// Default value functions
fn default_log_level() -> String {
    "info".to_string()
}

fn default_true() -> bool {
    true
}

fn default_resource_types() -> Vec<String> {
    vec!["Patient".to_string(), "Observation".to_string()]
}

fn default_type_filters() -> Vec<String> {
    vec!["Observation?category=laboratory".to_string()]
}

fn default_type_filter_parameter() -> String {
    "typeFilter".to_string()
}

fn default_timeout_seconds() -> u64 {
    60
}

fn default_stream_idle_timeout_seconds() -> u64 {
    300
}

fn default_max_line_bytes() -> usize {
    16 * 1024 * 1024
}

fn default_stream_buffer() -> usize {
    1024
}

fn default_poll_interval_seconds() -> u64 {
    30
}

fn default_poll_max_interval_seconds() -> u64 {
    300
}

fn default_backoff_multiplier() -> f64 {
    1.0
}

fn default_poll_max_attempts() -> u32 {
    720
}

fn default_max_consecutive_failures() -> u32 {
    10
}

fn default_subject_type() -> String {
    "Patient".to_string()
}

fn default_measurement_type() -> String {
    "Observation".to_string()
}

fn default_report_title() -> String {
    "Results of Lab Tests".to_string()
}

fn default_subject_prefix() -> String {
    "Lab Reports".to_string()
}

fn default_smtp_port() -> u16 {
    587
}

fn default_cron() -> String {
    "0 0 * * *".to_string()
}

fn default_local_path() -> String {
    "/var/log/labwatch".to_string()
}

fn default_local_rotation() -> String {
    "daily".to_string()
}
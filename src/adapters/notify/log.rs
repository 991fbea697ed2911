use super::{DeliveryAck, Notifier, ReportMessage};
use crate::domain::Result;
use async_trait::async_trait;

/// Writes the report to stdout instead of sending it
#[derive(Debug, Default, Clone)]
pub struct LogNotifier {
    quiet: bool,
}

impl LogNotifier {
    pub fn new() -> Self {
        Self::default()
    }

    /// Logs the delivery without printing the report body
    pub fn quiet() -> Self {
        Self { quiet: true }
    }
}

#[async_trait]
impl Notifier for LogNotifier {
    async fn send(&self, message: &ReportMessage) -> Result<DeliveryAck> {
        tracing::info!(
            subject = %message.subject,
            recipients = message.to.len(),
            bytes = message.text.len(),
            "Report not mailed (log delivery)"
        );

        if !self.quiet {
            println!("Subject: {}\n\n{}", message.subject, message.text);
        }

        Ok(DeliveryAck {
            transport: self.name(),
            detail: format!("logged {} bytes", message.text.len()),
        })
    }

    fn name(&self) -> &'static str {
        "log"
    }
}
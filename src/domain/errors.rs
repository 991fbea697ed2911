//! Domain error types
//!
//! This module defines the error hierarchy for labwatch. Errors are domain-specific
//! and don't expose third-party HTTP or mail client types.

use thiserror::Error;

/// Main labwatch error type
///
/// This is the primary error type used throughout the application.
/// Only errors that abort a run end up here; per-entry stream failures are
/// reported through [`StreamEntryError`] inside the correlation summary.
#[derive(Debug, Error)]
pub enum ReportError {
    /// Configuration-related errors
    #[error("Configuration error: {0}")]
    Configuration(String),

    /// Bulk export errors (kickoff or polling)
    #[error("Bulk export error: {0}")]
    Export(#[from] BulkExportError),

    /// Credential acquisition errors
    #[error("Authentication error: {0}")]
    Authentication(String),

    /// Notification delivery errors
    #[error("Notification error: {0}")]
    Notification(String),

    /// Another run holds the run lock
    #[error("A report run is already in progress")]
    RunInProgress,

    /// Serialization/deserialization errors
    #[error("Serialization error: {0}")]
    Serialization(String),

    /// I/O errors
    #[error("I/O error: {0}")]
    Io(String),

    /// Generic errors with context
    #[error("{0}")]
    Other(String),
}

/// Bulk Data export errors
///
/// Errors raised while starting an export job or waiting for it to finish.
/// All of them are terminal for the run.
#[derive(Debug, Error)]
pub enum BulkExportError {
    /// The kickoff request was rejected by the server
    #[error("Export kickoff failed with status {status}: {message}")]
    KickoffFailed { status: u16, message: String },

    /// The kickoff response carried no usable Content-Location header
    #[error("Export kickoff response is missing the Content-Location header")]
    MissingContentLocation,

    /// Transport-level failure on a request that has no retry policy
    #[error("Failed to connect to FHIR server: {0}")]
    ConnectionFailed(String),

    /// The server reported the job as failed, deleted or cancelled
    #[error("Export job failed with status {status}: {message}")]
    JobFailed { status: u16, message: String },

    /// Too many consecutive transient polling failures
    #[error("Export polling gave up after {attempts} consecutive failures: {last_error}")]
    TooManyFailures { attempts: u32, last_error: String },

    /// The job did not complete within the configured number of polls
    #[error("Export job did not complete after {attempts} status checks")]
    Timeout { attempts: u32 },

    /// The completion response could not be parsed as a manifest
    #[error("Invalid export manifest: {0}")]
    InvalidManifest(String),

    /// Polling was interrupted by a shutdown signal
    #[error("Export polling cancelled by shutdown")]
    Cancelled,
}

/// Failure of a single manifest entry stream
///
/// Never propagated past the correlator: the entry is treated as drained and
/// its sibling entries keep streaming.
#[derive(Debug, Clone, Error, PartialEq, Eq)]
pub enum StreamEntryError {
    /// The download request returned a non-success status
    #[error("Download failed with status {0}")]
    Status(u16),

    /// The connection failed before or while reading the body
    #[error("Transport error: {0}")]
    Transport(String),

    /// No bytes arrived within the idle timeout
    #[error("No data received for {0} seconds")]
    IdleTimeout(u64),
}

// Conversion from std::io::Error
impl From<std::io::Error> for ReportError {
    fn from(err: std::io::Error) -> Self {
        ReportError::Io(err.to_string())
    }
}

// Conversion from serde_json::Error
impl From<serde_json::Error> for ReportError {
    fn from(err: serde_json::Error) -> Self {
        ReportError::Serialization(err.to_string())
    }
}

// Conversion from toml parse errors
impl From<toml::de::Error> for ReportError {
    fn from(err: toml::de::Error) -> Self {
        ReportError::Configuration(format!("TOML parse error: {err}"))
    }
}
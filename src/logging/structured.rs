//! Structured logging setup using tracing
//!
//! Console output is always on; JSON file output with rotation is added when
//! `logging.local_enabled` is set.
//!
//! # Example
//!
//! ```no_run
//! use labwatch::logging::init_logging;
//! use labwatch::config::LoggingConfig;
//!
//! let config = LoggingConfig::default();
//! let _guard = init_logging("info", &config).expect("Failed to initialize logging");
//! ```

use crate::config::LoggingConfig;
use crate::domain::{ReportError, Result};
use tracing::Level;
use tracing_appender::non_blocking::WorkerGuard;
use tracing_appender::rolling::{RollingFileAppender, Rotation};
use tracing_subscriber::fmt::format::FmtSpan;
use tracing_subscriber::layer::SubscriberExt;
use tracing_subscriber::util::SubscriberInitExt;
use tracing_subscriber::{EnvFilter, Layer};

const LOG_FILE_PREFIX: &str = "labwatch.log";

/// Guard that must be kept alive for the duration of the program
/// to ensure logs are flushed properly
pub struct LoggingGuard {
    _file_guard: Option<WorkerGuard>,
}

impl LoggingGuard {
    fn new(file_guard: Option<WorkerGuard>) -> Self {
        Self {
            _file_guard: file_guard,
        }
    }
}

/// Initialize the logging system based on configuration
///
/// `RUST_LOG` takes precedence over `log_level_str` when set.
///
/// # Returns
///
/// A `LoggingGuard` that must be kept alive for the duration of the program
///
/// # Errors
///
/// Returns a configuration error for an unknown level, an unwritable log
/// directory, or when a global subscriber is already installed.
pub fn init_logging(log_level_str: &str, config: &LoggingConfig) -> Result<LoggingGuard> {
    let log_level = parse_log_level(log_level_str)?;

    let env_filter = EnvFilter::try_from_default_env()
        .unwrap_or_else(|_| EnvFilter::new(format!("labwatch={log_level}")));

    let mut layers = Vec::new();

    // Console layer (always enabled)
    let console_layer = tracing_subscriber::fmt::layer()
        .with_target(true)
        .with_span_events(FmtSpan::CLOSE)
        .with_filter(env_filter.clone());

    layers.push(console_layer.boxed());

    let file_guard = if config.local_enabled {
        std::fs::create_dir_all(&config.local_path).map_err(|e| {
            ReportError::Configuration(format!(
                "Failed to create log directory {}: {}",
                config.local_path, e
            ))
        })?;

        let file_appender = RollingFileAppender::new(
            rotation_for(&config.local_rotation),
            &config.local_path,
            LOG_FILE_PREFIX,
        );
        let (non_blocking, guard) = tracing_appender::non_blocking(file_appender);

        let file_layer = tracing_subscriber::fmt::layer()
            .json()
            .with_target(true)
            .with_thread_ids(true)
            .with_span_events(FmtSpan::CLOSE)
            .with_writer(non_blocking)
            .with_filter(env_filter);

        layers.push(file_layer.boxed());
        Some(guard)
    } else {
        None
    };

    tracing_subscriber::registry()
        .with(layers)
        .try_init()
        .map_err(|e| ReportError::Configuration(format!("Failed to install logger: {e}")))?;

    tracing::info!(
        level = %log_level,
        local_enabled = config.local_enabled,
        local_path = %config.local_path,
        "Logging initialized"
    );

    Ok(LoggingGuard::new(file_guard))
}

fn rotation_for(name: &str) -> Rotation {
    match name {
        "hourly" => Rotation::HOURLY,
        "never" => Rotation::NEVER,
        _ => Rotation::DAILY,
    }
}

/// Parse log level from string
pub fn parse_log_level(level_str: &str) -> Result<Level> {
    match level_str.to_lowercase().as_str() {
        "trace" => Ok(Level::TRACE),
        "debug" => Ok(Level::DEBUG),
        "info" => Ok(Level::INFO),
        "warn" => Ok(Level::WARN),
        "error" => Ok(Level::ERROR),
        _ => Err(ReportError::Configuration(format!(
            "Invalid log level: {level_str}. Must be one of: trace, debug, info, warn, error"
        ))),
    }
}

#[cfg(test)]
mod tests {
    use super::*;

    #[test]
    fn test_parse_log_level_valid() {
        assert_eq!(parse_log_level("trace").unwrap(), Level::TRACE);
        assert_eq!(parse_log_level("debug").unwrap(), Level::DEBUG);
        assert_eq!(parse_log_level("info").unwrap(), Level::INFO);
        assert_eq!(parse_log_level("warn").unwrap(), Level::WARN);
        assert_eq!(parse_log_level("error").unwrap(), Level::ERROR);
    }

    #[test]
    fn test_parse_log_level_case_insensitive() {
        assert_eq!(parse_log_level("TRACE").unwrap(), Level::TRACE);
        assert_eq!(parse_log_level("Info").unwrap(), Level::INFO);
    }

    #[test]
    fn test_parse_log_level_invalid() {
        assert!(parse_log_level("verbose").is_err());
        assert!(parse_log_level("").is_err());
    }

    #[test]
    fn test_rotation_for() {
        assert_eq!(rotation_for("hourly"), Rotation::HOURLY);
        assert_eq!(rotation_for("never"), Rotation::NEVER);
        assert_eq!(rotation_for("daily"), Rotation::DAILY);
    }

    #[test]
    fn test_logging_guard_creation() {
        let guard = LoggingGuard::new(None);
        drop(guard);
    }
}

__________

* _TASK TO COMPLETE_:
Lines holding "Patient" in the listing above: report how many there are, with the number alone.

* _RESPONSE_:
2